Il racconto è la narrazione di un evento, il romanzo riesce a comunicare una visione del mondo. Ho pensato che possono quindi esistere dei romanzi brevi, anzi brevissimi capaci di comunicare una diversa visione del mondo e della vita. Dei romanzi che, in forma di gioco, ho chiamato Romanzi Bonsai

Non ferisce cadere nell’universo

Capita abbastanza spesso di incrociare un netturbino, oggi definito un operatore ecologico dell’AMA, dove per AMA non si intende la seconda persona dell’imperativo del verbo amare, ma semplicememente l’azienda che si occupa dei rifiuti a Roma.
Così ho conosciuto Gino che ha il compito di radunare miriadi di rifiuti che i cittadini di Roma sistematicamente gettano nelle strade e sui marciapiedi.
Lui con la ramazza ammucchia ogni sorta di minuscoli pezzi di carta, scontrini, cicche di sigarette, in una lunga fila ai margini della via, poi passa il piccolo furgone con le spazzole rotanti che ingoia la spazzatura.
Così è capitato che dopo qualche giorno ho incontrato nuovamente Gino e l’ho salutato dicendo: “Ciao Presidente.” Lui mi ha guardato con occhi folgoranti e ha sibilato “Presidente de che?
E io “Di te stesso”. E lui, rassicurato “Ah mbeh! Ti offro un caffè”.
Io, che raramente bevo caffè, mi sono avviato con lui al Bar, questa piccola chiesa laica dove gli abitanti del quartiere si radunano nel corso della giornata, per interrompere l’ ergastolo del lavoro e tener desta l’ipotesi di poter vivere un giorno in pace la propria vita. E’ così che Gino all’improvviso mi ha rivelato i suoi sconcertanti esperimenti.

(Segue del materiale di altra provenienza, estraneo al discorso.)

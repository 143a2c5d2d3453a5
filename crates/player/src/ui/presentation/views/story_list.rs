//! Story list view: browse, generate and delete stories

use dioxus::prelude::*;
use storyloom_domain::StoryId;
use storyloom_shared::StoryListItem;

use crate::application::services::job_outcome;
use crate::ui::presentation::components::common::{ErrorBanner, LoadingMessage, NoticeBanner};
use crate::ui::presentation::services::{use_client_config, use_story_service};
use crate::ui::presentation::utils::{job_summary, last_updated};
use crate::ui::routes::Route;

#[component]
pub fn StoryListView() -> Element {
    let story_service = use_story_service();
    let config = use_client_config();
    let navigator = use_navigator();

    let mut stories: Signal<Vec<StoryListItem>> = use_signal(Vec::new);
    let mut is_loading = use_signal(|| true);
    let mut error: Signal<Option<String>> = use_signal(|| None);
    // Bumped to re-fetch the list
    let mut reload = use_signal(|| 0u32);
    let mut confirm_delete: Signal<Option<StoryId>> = use_signal(|| None);

    let mut theme = use_signal(String::new);
    let mut job_line: Signal<Option<String>> = use_signal(|| None);
    let mut is_generating = use_signal(|| false);

    let svc = story_service.clone();
    use_effect(move || {
        let _ = reload();
        let svc = svc.clone();
        is_loading.set(true);
        spawn(async move {
            match svc.list_stories().await {
                Ok(list) => stories.set(list.stories),
                Err(e) => {
                    tracing::warn!(error = %e, "Failed to load stories");
                    error.set(Some(format!("Could not load stories: {e}")));
                }
            }
            is_loading.set(false);
        });
    });

    let generate_svc = story_service.clone();
    let on_generate = move |_: MouseEvent| {
        let requested = theme.read().trim().to_string();
        if requested.is_empty() || *is_generating.read() {
            return;
        }
        let svc = generate_svc.clone();
        let poll_interval = config.job_poll_interval;
        is_generating.set(true);
        error.set(None);
        spawn(async move {
            let result = match svc.create_story(&requested).await {
                Ok(job) => {
                    job_line.set(Some(job_summary(&job)));
                    svc.wait_for_job(job, poll_interval, |next| {
                        job_line.set(Some(job_summary(next)));
                    })
                    .await
                }
                Err(e) => Err(e),
            };
            is_generating.set(false);

            match result.map(|job| job_outcome(&job)) {
                Ok(Ok(Some(story_id))) => {
                    theme.set(String::new());
                    navigator.push(Route::PlayRoute {
                        story_id: story_id.to_string(),
                    });
                }
                Ok(Ok(None)) => reload += 1,
                Ok(Err(reason)) => error.set(Some(format!("Story generation failed: {reason}"))),
                Err(e) => error.set(Some(format!("Story generation failed: {e}"))),
            }
        });
    };

    let delete_svc = story_service.clone();
    let on_delete = move |story_id: StoryId| {
        let svc = delete_svc.clone();
        confirm_delete.set(None);
        spawn(async move {
            match svc.delete_story(&story_id).await {
                Ok(()) => reload += 1,
                Err(e) => error.set(Some(format!("Could not delete story #{story_id}: {e}"))),
            }
        });
    };

    let rows = stories.read().clone();
    let pending_delete = confirm_delete.read().clone();

    rsx! {
        div {
            class: "page",
            div {
                class: "page-header",
                h1 { "Stories" }
                button {
                    class: "btn",
                    onclick: move |_| reload += 1,
                    "Refresh"
                }
            }

            if let Some(message) = error.read().clone() {
                ErrorBanner {
                    message,
                    on_dismiss: move |_| error.set(None),
                }
            }

            div {
                class: "panel",
                h2 { "New story" }
                input {
                    class: "input",
                    placeholder: "Theme, e.g. pirates on a frozen sea",
                    value: "{theme}",
                    disabled: *is_generating.read(),
                    oninput: move |e| theme.set(e.value()),
                }
                button {
                    class: "btn btn-primary",
                    disabled: *is_generating.read() || theme.read().trim().is_empty(),
                    onclick: on_generate,
                    if *is_generating.read() { "Generating..." } else { "Generate" }
                }
                if let Some(line) = job_line.read().clone() {
                    NoticeBanner { message: line }
                }
            }

            if *is_loading.read() {
                LoadingMessage { label: "Loading stories...".to_string() }
            } else if rows.is_empty() {
                p { class: "muted", "No stories yet. Generate one above." }
            } else {
                table {
                    class: "story-table",
                    thead {
                        tr {
                            th { "#" }
                            th { "Title" }
                            th { "Status" }
                            th { "Nodes" }
                            th { "Updated" }
                            th {}
                        }
                    }
                    tbody {
                        for item in rows.iter() {
                            tr {
                                key: "{item.id}",
                                td { "{item.id}" }
                                td { "{item.title}" }
                                td { "{item.status}" }
                                td { "{item.node_count}" }
                                td { {last_updated(item)} }
                                td {
                                    Link {
                                        class: "btn",
                                        to: Route::PlayRoute { story_id: item.id.to_string() },
                                        "Play"
                                    }
                                    Link {
                                        class: "btn",
                                        to: Route::EditorRoute { story_id: item.id.to_string() },
                                        "Edit"
                                    }
                                    if pending_delete.as_ref() == Some(&item.id) {
                                        button {
                                            class: "btn btn-danger",
                                            onclick: {
                                                let story_id = item.id.clone();
                                                let mut on_delete = on_delete.clone();
                                                move |_| on_delete(story_id.clone())
                                            },
                                            "Confirm delete"
                                        }
                                        button {
                                            class: "btn btn-link",
                                            onclick: move |_| confirm_delete.set(None),
                                            "Keep"
                                        }
                                    } else {
                                        button {
                                            class: "btn btn-danger",
                                            onclick: {
                                                let story_id = item.id.clone();
                                                move |_| confirm_delete.set(Some(story_id.clone()))
                                            },
                                            "Delete"
                                        }
                                    }
                                }
                            }
                        }
                    }
                }
            }
        }
    }
}
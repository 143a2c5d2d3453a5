//! Outbound ports - Interfaces for external services
//!
//! These ports define the contracts that infrastructure adapters must implement,
//! allowing application services to talk to the story API without depending on
//! a concrete HTTP client.

pub mod api_port;
pub mod raw_api_port;

pub use api_port::ApiError;
pub use raw_api_port::RawApiPort;

#[cfg(test)]
pub use raw_api_port::MockRawApiPort;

Sin da bambino ci sono momenti della giornata in cui Gino sente un delicato formicolio che gli invade la testa, offrendogli una sensazione peraltro molto gradevole. Istintivamente, ovunque si trovi, Gino chiude gli occhi e “parte per l’universo”.
“Cioè?” Chiedo con delicatezza.
Gino mi sospinge oltre i tavoli, nell’angolo vuoto del bar.
“Cioè mi vedo salire, andare oltre le nubi, oltre la terra, oltre la luna e i pianeti, e lo spazio diventa una notte chiara, immensa. Mi avvicino alle stelle, poi arrivano i colori e sono spazi infiniti, e la mia immaginazione viaggia veloce come i pensieri e quando oltrepasso gli l’abisso dei colori e arrivo al bianco, un bianco denso, come un latte di luce, e lì c’è lei.”
“Lei chi?” “La beatitudine… Ma il caffè? Non lo bevi?”.
Un vero shock, Gino mi porta fino alle soglie dell’infinito, poi mi lascia precipitare nell’immensità nerastra del caffè che a me, puro spirito guidato nelle galassie da Gino il netturbino, appare immenso come un oceano.